Clear and present danger 0

Jennifer Rubin writes that Obama’s nuclear summit is not serious, since he will not address the truly serious nuclear threat – Iran’s development of nuclear weapons.

The nuclear summit is underway in Washington, D.C. An air of unreality pervades because the greatest nuclear threat of our time goes unaddressed. At times, the degree to which Obama evades the Iranian issue is jaw-dropping. This report explains:

“The central focus of this nuclear summit is the fact that the single biggest threat to U.S. security — both short term, medium term and long term — would be the possibility of a terrorist organization obtaining a nuclear weapon,” Obama said Sunday afternoon. “If there was ever a detonation in New York City, or London, or Johannesburg, the ramifications economically, politically and from a security perspective would be devastating. And we know that organizations like al-Qaeda are in the process of trying to secure a nuclear weapon — a weapon of mass destruction that they have no compunction at using.”

Actually, the single greatest threat — and the most likely means for a terrorist organization to possibly obtain a nuclear weapon — is the mullahs’ nuclear program. About that, the president offers the moral power of example (i.e., our own disarmament) and watered-down sanctions.

She is right, of course.

But this report indicates that material to make “dirty” bombs is already in the hands of terrorists:

Five people suffering serious burns were hospitalized in West New Delhi this week from contact with radioactive material in a Delhi scrap market identified as Cobalt-60 which may be used for making a dirty bomb. Indian police cordoned off the 200 market stores and sealed nearby establishments up to a one-kilometer radius. Scrap dealer Deepak Jain and his helpers lost consciousness when they cut a piece of scrap metal. A white fluid oozed out causing the burns, Jain’s hair fell out and within minutes his skin turned black. His workers suffered and nausea.

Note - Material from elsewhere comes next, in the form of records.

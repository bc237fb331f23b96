//! Address encoding.
//!
//! Legacy addresses (P2PKH, P2SH) use base58check with a network prefix byte.
//! Segwit addresses use Bech32 ([BIP-173]) for witness version 0 and Bech32m
//! ([BIP-350]) for later versions, with a network human-readable part.
//!
//! [BIP-173]: https://github.com/bitcoin/bips/blob/master/bip-0173.mediawiki
//! [BIP-350]: https://github.com/bitcoin/bips/blob/master/bip-0350.mediawiki

use serde::{Deserialize, Deserializer, Serialize, Serializer};
use std::fmt;
use std::str::FromStr;

use crate::base58;
use crate::constants::{Network, ScriptType};
use crate::crypto::{hash160, PublicKey};
use crate::error::AddressError;

/// Bech32 checksum constant (BIP-173).
const BECH32_CONST: u32 = 1;

/// Bech32m checksum constant (BIP-350).
const BECH32M_CONST: u32 = 0x2bc830a3;

/// Bech32 character set for encoding 5-bit values.
const CHARSET: &[u8; 32] = b"qpzry9x8gf2tvdw0s3jn54khce6mua7l";

/// What an address pays to.
#[derive(Clone, Debug, PartialEq, Eq, Hash)]
pub enum Payload {
    PubkeyHash([u8; 20]),
    ScriptHash([u8; 20]),
    WitnessProgram { version: u8, program: Vec<u8> },
}

/// A network address.
///
/// Equality and hashing follow the decoded payload, so two spellings of the
/// same bech32 address (upper/lower case) compare equal.
#[derive(Clone, Debug, PartialEq, Eq, Hash)]
pub struct Address {
    network: Network,
    payload: Payload,
}

impl Address {
    pub fn new(payload: Payload, network: Network) -> Self {
        Self { network, payload }
    }

    /// Address of a single public key under the given script type.
    pub fn from_public_key(
        public_key: &PublicKey,
        script_type: ScriptType,
        network: Network,
    ) -> Result<Self, AddressError> {
        let pkh = hash160(&public_key.serialize());
        let payload = match script_type {
            ScriptType::P2pkh => Payload::PubkeyHash(pkh),
            ScriptType::P2wpkhP2sh => {
                let mut redeem = Vec::with_capacity(22);
                redeem.extend_from_slice(&[0x00, 0x14]);
                redeem.extend_from_slice(&pkh);
                Payload::ScriptHash(hash160(&redeem))
            }
            ScriptType::P2wpkh => Payload::WitnessProgram {
                version: 0,
                program: pkh.to_vec(),
            },
            other => return Err(AddressError::UnsupportedScriptType(other.to_string())),
        };
        Ok(Self::new(payload, network))
    }

    pub fn network(&self) -> Network {
        self.network
    }

    pub fn payload(&self) -> &Payload {
        &self.payload
    }

    /// Encode as base58check or bech32 text.
    pub fn encode(&self) -> String {
        match &self.payload {
            Payload::PubkeyHash(hash) => legacy_encode(self.network.p2pkh_prefix(), hash),
            Payload::ScriptHash(hash) => legacy_encode(self.network.p2sh_prefix(), hash),
            Payload::WitnessProgram { version, program } => {
                segwit_encode(self.network.bech32_hrp(), *version, program)
            }
        }
    }

    /// Decode any supported address form, detecting the network.
    pub fn decode(s: &str) -> Result<Self, AddressError> {
        let lower = s.to_ascii_lowercase();
        for network in Network::ALL {
            let hrp = network.bech32_hrp();
            if lower.len() > hrp.len() && lower.starts_with(hrp) && lower.as_bytes()[hrp.len()] == b'1' {
                let (version, program) = segwit_decode(s, hrp)?;
                return Ok(Self::new(Payload::WitnessProgram { version, program }, network));
            }
        }

        let data = base58::decode_check(s)?;
        if data.len() != 21 {
            return Err(AddressError::InvalidLength);
        }
        let mut hash = [0u8; 20];
        hash.copy_from_slice(&data[1..]);
        let prefix = data[0];
        for network in Network::ALL {
            if prefix == network.p2pkh_prefix() {
                return Ok(Self::new(Payload::PubkeyHash(hash), network));
            }
            if prefix == network.p2sh_prefix() {
                return Ok(Self::new(Payload::ScriptHash(hash), network));
            }
        }
        Err(AddressError::UnknownPrefix(prefix))
    }
}

impl fmt::Display for Address {
    fn fmt(&self, f: &mut fmt::Formatter<'_>) -> fmt::Result {
        write!(f, "{}", self.encode())
    }
}

impl FromStr for Address {
    type Err = AddressError;

    fn from_str(s: &str) -> Result<Self, Self::Err> {
        Self::decode(s)
    }
}

impl Serialize for Address {
    fn serialize<S: Serializer>(&self, serializer: S) -> Result<S::Ok, S::Error> {
        serializer.serialize_str(&self.encode())
    }
}

impl<'de> Deserialize<'de> for Address {
    fn deserialize<D: Deserializer<'de>>(deserializer: D) -> Result<Self, D::Error> {
        let s = String::deserialize(deserializer)?;
        Self::decode(&s).map_err(serde::de::Error::custom)
    }
}

fn legacy_encode(prefix: u8, hash: &[u8; 20]) -> String {
    let mut payload = Vec::with_capacity(21);
    payload.push(prefix);
    payload.extend_from_slice(hash);
    base58::encode_check(&payload)
}

fn segwit_encode(hrp: &str, version: u8, program: &[u8]) -> String {
    let data_5bit = convert_bits(program, 8, 5, true).unwrap_or_default();
    let mut payload = Vec::with_capacity(1 + data_5bit.len());
    payload.push(version);
    payload.extend_from_slice(&data_5bit);

    let constant = if version == 0 { BECH32_CONST } else { BECH32M_CONST };
    let checksum = bech32_create_checksum(hrp, &payload, constant);

    let mut result = String::with_capacity(hrp.len() + 1 + payload.len() + 6);
    result.push_str(hrp);
    result.push('1');
    for &d in payload.iter().chain(checksum.iter()) {
        result.push(CHARSET[d as usize] as char);
    }
    result
}

fn segwit_decode(s: &str, expected_hrp: &str) -> Result<(u8, Vec<u8>), AddressError> {
    let has_lower = s.chars().any(|c| c.is_ascii_lowercase());
    let has_upper = s.chars().any(|c| c.is_ascii_uppercase());
    if has_lower && has_upper {
        return Err(AddressError::MixedCase);
    }
    let s_lower = s.to_ascii_lowercase();
    let sep_pos = s_lower.rfind('1').ok_or(AddressError::InvalidLength)?;
    let hrp = &s_lower[..sep_pos];
    if hrp != expected_hrp {
        return Err(AddressError::UnknownHrp(hrp.to_string()));
    }
    let data_part = &s_lower[sep_pos + 1..];
    if data_part.len() < 7 || s_lower.len() > 90 {
        return Err(AddressError::InvalidLength);
    }

    let mut data = Vec::with_capacity(data_part.len());
    for c in data_part.chars() {
        let pos = CHARSET
            .iter()
            .position(|&ch| ch as char == c)
            .ok_or(AddressError::InvalidCharacter(c))?;
        data.push(pos as u8);
    }

    let version = data[0];
    if version > 16 {
        return Err(AddressError::InvalidWitnessVersion(version));
    }
    let constant = if version == 0 { BECH32_CONST } else { BECH32M_CONST };
    if bech32_polymod_with_hrp(hrp, &data) != constant {
        return Err(AddressError::InvalidChecksum);
    }

    let payload = &data[1..data.len() - 6];
    let program = convert_bits(payload, 5, 8, false).ok_or(AddressError::InvalidPadding)?;
    if program.len() < 2 || program.len() > 40 {
        return Err(AddressError::InvalidLength);
    }
    if version == 0 && program.len() != 20 && program.len() != 32 {
        return Err(AddressError::InvalidLength);
    }
    Ok((version, program))
}

// --- Bech32 internals ---

/// Compute the Bech32 polymod over a sequence of 5-bit values.
fn bech32_polymod(values: &[u8]) -> u32 {
    const GEN: [u32; 5] = [0x3b6a57b2, 0x26508e6d, 0x1ea119fa, 0x3d4233dd, 0x2a1462b3];
    let mut chk: u32 = 1;
    for &v in values {
        let b = chk >> 25;
        chk = ((chk & 0x1ffffff) << 5) ^ (v as u32);
        for (i, &g) in GEN.iter().enumerate() {
            if (b >> i) & 1 != 0 {
                chk ^= g;
            }
        }
    }
    chk
}

/// Expand the HRP for checksum computation.
fn bech32_hrp_expand(hrp: &str) -> Vec<u8> {
    let mut ret = Vec::with_capacity(hrp.len() * 2 + 1);
    for c in hrp.bytes() {
        ret.push(c >> 5);
    }
    ret.push(0);
    for c in hrp.bytes() {
        ret.push(c & 31);
    }
    ret
}

fn bech32_polymod_with_hrp(hrp: &str, data: &[u8]) -> u32 {
    let mut values = bech32_hrp_expand(hrp);
    values.extend_from_slice(data);
    bech32_polymod(&values)
}

/// Create the 6-value checksum for the given HRP, data and constant.
fn bech32_create_checksum(hrp: &str, data: &[u8], constant: u32) -> Vec<u8> {
    let mut values = bech32_hrp_expand(hrp);
    values.extend_from_slice(data);
    values.extend_from_slice(&[0, 0, 0, 0, 0, 0]);
    let polymod = bech32_polymod(&values) ^ constant;
    (0..6)
        .map(|i| ((polymod >> (5 * (5 - i))) & 31) as u8)
        .collect()
}

/// Convert between bit widths (e.g. 8-bit bytes to 5-bit Bech32 groups).
fn convert_bits(data: &[u8], from_bits: u32, to_bits: u32, pad: bool) -> Option<Vec<u8>> {
    let mut acc: u32 = 0;
    let mut bits: u32 = 0;
    let mut ret = Vec::new();
    let maxv = (1u32 << to_bits) - 1;
    for &value in data {
        let v = value as u32;
        if v >> from_bits != 0 {
            return None;
        }
        acc = (acc << from_bits) | v;
        bits += from_bits;
        while bits >= to_bits {
            bits -= to_bits;
            ret.push(((acc >> bits) & maxv) as u8);
        }
    }
    if pad {
        if bits > 0 {
            ret.push(((acc << (to_bits - bits)) & maxv) as u8);
        }
    } else if bits >= from_bits || ((acc << (to_bits - bits)) & maxv) != 0 {
        return None;
    }
    Some(ret)
}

All five are battling for their lives in hospital, setting off a security scare in the Indian capital, with prime minister Manmohan Singh briefed on the incident before leaving for Washington to attend the nuclear security summit which opened Monday, April 12.

Nuclear scientists from the Baba Atomic Research Center and Narora Atomic Power Plant identified the material and are working around the clock to investigate its source. …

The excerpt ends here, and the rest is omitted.